**EXERCISE BRIEF**:
Exactly as they appear below, repeat the lines from the one with "#[derive(Debug, Clone, Copy, PartialEq, Eq, Hash)]" through the one with "pub enum RdpState", and no others.

**DATA FOR THIS EXERCISE**:
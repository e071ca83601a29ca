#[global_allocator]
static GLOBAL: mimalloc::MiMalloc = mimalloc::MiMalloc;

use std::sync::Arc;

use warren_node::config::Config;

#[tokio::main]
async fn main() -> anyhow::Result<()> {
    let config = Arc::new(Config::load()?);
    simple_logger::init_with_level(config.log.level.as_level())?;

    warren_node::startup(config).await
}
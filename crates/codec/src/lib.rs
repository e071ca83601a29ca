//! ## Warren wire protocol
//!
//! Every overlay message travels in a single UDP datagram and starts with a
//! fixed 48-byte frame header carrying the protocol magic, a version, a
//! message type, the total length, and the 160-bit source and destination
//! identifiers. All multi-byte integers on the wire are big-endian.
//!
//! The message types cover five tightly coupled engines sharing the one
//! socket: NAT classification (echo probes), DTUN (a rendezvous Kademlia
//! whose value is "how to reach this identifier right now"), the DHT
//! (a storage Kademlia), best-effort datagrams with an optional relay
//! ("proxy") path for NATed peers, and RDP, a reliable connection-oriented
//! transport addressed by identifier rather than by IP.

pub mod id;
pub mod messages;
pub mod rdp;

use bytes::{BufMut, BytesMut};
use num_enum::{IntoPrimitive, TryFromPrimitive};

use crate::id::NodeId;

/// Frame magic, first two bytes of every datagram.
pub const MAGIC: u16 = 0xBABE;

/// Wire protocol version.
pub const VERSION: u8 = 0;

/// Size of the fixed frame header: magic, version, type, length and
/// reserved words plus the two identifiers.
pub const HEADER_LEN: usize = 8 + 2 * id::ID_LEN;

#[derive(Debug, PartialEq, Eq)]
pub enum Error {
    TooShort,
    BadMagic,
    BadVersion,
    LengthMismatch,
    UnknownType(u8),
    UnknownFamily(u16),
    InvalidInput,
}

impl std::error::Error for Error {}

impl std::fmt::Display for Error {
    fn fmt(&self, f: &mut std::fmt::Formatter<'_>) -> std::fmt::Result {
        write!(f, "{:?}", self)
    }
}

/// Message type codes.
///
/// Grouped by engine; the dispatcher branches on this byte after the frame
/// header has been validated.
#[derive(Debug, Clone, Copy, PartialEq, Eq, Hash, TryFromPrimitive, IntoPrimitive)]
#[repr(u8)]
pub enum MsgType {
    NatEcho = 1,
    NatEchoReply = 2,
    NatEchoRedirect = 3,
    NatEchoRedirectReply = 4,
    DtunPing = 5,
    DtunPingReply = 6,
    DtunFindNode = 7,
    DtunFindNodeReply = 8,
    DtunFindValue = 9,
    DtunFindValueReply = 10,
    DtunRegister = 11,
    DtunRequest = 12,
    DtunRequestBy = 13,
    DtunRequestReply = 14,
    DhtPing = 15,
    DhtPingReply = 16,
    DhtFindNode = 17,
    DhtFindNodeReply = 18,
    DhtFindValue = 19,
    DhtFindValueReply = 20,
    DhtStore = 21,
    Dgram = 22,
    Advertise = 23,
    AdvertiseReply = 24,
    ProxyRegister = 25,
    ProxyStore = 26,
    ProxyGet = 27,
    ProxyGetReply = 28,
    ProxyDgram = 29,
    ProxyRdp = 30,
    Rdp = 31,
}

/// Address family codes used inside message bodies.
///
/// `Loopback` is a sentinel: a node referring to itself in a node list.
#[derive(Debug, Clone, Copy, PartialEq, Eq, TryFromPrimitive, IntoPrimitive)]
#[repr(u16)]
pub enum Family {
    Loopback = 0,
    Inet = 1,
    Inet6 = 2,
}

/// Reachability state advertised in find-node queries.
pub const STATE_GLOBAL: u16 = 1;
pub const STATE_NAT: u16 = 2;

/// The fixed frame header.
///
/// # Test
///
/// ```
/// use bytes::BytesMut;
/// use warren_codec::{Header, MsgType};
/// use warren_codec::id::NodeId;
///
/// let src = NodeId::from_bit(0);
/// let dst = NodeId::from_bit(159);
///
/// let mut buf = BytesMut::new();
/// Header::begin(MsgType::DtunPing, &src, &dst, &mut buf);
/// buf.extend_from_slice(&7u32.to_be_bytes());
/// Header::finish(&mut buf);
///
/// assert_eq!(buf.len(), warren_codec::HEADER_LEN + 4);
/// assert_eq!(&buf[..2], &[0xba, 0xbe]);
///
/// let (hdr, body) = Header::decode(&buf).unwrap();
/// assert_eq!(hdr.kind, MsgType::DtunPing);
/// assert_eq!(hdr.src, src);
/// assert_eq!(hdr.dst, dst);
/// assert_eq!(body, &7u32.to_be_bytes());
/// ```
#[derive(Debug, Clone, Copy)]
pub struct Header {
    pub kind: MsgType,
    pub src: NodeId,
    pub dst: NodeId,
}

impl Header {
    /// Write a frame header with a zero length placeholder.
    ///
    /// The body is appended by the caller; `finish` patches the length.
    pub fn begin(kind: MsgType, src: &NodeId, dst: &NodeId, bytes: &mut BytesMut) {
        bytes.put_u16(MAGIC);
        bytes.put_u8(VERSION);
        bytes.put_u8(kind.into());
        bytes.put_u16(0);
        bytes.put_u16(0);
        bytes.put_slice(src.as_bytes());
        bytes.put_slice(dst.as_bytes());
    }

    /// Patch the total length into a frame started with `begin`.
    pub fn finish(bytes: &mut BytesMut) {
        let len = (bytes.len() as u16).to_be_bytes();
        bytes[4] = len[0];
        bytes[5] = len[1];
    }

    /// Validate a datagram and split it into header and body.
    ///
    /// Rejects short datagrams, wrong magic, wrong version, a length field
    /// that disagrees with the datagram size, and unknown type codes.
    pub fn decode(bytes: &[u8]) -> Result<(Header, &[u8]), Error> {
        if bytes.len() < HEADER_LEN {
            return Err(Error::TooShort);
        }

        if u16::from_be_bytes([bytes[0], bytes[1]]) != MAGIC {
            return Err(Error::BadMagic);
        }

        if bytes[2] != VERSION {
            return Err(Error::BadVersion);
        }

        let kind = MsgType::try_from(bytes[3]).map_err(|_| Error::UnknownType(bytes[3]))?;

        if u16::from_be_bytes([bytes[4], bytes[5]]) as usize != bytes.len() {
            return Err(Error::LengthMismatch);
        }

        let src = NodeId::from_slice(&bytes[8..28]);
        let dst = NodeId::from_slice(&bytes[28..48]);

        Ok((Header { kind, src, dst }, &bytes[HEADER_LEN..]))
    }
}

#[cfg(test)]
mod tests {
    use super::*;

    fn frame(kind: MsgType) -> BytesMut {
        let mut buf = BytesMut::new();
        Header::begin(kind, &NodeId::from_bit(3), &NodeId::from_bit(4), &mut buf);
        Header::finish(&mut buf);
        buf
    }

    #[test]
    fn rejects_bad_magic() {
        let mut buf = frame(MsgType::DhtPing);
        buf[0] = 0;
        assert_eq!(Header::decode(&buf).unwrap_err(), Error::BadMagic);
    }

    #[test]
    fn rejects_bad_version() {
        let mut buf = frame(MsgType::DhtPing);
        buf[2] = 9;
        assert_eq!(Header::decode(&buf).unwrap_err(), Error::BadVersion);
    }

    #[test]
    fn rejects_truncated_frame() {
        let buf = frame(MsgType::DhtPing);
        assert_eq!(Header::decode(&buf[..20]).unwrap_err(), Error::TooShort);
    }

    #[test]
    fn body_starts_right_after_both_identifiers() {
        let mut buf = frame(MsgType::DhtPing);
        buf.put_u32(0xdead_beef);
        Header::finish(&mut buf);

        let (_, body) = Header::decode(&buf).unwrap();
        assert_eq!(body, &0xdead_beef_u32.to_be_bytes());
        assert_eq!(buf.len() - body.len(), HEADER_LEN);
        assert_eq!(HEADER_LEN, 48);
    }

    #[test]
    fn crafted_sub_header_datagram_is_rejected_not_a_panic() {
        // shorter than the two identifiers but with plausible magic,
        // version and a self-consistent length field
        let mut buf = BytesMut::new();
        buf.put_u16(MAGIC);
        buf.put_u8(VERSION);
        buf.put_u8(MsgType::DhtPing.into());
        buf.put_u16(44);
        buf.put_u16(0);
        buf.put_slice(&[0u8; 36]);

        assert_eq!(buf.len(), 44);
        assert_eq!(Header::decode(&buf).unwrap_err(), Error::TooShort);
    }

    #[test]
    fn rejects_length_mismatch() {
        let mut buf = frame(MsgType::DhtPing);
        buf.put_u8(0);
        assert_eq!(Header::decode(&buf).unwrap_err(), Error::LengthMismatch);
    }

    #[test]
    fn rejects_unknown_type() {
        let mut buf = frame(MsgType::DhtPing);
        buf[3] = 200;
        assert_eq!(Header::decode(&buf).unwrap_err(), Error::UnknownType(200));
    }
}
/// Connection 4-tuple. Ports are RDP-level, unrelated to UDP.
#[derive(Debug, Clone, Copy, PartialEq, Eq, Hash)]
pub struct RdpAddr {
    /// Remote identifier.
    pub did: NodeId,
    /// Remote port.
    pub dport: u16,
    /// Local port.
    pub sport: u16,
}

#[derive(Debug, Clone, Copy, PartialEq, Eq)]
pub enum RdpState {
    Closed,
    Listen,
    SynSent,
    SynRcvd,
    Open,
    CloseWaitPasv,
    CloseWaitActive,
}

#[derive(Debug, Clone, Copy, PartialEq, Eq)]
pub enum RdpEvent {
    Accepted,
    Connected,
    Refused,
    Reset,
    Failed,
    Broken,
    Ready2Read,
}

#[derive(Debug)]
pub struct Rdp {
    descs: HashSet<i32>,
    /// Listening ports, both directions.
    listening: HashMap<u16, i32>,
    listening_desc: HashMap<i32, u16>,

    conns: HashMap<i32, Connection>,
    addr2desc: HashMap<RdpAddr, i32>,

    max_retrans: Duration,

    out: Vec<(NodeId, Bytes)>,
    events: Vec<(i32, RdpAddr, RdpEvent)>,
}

==

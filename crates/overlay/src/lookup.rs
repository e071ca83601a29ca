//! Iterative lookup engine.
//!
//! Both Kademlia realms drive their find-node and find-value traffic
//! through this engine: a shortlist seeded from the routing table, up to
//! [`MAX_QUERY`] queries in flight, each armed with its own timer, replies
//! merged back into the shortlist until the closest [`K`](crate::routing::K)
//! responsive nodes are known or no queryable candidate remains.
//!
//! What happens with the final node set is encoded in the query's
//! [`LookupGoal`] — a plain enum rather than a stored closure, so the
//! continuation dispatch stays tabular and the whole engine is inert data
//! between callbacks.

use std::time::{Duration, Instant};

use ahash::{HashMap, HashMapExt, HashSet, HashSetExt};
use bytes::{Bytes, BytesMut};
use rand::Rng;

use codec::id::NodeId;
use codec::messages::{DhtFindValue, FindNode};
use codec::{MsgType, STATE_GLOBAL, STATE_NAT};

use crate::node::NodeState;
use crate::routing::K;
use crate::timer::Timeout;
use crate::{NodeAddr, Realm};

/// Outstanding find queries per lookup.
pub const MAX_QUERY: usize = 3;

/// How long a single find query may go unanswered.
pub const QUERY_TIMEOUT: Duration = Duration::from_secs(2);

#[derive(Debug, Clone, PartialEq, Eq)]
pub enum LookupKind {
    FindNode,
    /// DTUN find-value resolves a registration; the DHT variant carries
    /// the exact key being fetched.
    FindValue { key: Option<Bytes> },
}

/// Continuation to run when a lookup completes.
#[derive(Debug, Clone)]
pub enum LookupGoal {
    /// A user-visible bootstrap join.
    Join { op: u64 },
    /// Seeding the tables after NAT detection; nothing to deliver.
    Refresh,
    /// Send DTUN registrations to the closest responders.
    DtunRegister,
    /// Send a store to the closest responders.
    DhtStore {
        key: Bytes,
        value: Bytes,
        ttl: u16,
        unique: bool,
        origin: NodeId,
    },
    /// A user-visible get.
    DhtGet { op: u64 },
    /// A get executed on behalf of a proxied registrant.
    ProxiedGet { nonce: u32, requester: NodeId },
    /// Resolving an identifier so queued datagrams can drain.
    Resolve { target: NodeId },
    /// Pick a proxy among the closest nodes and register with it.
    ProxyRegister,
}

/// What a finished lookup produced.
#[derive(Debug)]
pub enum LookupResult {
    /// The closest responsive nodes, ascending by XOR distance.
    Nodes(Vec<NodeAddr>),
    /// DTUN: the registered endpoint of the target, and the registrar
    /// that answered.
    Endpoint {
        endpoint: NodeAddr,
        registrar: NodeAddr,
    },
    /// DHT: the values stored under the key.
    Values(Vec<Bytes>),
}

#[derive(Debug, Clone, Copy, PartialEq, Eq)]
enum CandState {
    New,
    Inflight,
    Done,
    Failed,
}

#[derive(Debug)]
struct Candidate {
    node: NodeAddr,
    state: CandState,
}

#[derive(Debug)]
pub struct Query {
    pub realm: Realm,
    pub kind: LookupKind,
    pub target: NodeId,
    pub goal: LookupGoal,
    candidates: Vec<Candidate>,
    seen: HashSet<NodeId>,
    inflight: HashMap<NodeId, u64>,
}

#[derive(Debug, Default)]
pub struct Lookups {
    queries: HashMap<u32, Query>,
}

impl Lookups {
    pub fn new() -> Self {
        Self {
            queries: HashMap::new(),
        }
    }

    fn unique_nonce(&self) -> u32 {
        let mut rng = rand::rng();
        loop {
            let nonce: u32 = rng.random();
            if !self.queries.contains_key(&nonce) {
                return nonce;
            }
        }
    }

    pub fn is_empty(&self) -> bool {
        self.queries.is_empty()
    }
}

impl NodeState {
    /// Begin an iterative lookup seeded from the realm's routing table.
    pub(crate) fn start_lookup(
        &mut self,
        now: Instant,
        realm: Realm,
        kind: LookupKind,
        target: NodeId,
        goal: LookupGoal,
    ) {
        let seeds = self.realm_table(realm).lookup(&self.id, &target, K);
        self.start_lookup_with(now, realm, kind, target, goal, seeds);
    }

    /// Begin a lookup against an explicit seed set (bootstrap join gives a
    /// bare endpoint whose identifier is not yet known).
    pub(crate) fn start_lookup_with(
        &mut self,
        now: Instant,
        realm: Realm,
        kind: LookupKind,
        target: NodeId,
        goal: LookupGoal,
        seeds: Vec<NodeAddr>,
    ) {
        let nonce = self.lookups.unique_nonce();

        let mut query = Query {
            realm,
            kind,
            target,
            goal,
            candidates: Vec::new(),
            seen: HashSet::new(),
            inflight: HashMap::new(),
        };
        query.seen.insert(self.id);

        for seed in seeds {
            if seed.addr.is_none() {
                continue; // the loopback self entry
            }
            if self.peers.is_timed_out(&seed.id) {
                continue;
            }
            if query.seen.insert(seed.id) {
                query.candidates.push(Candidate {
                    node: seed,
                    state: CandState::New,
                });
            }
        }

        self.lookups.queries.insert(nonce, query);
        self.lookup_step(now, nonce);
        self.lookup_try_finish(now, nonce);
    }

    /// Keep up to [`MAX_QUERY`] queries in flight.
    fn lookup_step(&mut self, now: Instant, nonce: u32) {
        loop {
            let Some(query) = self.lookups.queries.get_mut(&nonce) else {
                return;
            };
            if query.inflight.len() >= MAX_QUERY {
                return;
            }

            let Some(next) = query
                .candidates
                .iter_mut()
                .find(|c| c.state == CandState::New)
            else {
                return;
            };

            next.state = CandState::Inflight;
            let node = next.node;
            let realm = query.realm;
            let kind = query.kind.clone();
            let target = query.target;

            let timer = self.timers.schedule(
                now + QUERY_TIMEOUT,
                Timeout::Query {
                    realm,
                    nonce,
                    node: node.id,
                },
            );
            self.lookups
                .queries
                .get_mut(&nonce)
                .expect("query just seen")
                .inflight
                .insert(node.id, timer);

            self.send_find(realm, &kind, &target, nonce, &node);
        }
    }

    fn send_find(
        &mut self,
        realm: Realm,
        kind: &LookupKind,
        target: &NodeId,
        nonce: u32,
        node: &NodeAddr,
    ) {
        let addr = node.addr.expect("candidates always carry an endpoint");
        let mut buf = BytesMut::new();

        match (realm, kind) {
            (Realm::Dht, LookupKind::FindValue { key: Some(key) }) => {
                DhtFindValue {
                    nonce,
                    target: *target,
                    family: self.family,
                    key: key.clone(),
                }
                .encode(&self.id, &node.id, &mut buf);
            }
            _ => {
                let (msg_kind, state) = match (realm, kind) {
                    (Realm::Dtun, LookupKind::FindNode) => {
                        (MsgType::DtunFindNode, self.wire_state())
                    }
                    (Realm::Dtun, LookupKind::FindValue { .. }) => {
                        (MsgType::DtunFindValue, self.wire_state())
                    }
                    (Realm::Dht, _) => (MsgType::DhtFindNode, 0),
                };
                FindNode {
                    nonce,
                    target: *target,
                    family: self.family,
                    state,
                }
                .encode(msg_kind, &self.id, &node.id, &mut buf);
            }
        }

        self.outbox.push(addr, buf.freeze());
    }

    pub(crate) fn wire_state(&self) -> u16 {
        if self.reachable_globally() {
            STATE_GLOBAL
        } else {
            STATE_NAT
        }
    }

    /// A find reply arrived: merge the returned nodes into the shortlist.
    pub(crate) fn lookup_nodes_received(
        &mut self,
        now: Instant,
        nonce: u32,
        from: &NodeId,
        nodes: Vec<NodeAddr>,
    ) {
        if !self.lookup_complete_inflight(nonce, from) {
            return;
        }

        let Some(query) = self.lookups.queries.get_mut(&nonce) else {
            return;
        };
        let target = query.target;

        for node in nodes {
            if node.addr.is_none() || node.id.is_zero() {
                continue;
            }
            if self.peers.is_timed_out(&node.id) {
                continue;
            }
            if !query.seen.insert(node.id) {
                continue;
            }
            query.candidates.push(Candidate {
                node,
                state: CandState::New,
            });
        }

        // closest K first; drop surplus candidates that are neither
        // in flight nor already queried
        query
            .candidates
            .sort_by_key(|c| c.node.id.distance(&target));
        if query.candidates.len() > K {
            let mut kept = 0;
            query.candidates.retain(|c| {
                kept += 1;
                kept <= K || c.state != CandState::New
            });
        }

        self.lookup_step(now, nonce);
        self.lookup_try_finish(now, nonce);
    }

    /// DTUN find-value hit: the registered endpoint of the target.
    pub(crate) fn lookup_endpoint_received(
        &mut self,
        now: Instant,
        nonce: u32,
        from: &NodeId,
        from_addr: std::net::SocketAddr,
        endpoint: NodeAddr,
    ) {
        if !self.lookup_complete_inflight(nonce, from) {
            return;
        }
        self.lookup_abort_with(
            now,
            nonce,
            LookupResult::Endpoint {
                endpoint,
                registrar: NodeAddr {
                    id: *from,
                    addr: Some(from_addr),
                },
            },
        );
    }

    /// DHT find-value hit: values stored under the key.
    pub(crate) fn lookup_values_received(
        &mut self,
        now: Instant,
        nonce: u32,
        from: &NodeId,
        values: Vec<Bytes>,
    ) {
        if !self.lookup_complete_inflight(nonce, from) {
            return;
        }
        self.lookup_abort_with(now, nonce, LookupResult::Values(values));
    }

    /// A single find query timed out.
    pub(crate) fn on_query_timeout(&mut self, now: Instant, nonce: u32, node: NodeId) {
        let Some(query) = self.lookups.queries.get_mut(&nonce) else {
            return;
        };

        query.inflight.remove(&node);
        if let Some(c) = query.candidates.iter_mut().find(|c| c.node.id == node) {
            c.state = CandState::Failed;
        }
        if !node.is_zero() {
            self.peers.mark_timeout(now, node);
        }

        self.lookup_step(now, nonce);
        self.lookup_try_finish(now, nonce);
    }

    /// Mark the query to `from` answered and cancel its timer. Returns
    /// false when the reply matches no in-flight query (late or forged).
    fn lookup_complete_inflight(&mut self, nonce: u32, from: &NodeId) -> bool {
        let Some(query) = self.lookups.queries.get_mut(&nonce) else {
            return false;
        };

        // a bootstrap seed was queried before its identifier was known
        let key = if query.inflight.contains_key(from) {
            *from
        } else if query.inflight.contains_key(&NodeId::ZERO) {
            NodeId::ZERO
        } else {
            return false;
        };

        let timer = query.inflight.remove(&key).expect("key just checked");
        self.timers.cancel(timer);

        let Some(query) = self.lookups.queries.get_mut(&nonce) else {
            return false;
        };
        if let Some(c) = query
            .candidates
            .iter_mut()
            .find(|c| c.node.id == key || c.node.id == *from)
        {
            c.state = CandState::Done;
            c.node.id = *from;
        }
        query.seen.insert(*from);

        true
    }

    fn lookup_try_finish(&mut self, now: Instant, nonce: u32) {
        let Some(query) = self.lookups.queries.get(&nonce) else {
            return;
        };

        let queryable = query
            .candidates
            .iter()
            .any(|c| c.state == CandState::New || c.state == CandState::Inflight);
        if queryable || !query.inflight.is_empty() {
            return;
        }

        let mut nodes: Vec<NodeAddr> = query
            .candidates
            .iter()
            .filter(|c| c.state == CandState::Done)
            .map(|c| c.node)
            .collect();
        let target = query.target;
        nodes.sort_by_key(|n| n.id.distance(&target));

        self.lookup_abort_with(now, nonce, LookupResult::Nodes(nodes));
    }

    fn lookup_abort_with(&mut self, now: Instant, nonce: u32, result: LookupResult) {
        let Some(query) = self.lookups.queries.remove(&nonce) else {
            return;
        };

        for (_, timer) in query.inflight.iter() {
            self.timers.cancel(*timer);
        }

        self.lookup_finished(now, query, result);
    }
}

**SOLUTION TO THIS PROBLEM**:
#[derive(Debug, Clone, Copy, PartialEq, Eq, Hash)]
pub struct RdpAddr {
    /// Remote identifier.
    pub did: NodeId,
    /// Remote port.
    pub dport: u16,
    /// Local port.
    pub sport: u16,
}

#[derive(Debug, Clone, Copy, PartialEq, Eq)]
pub enum RdpState {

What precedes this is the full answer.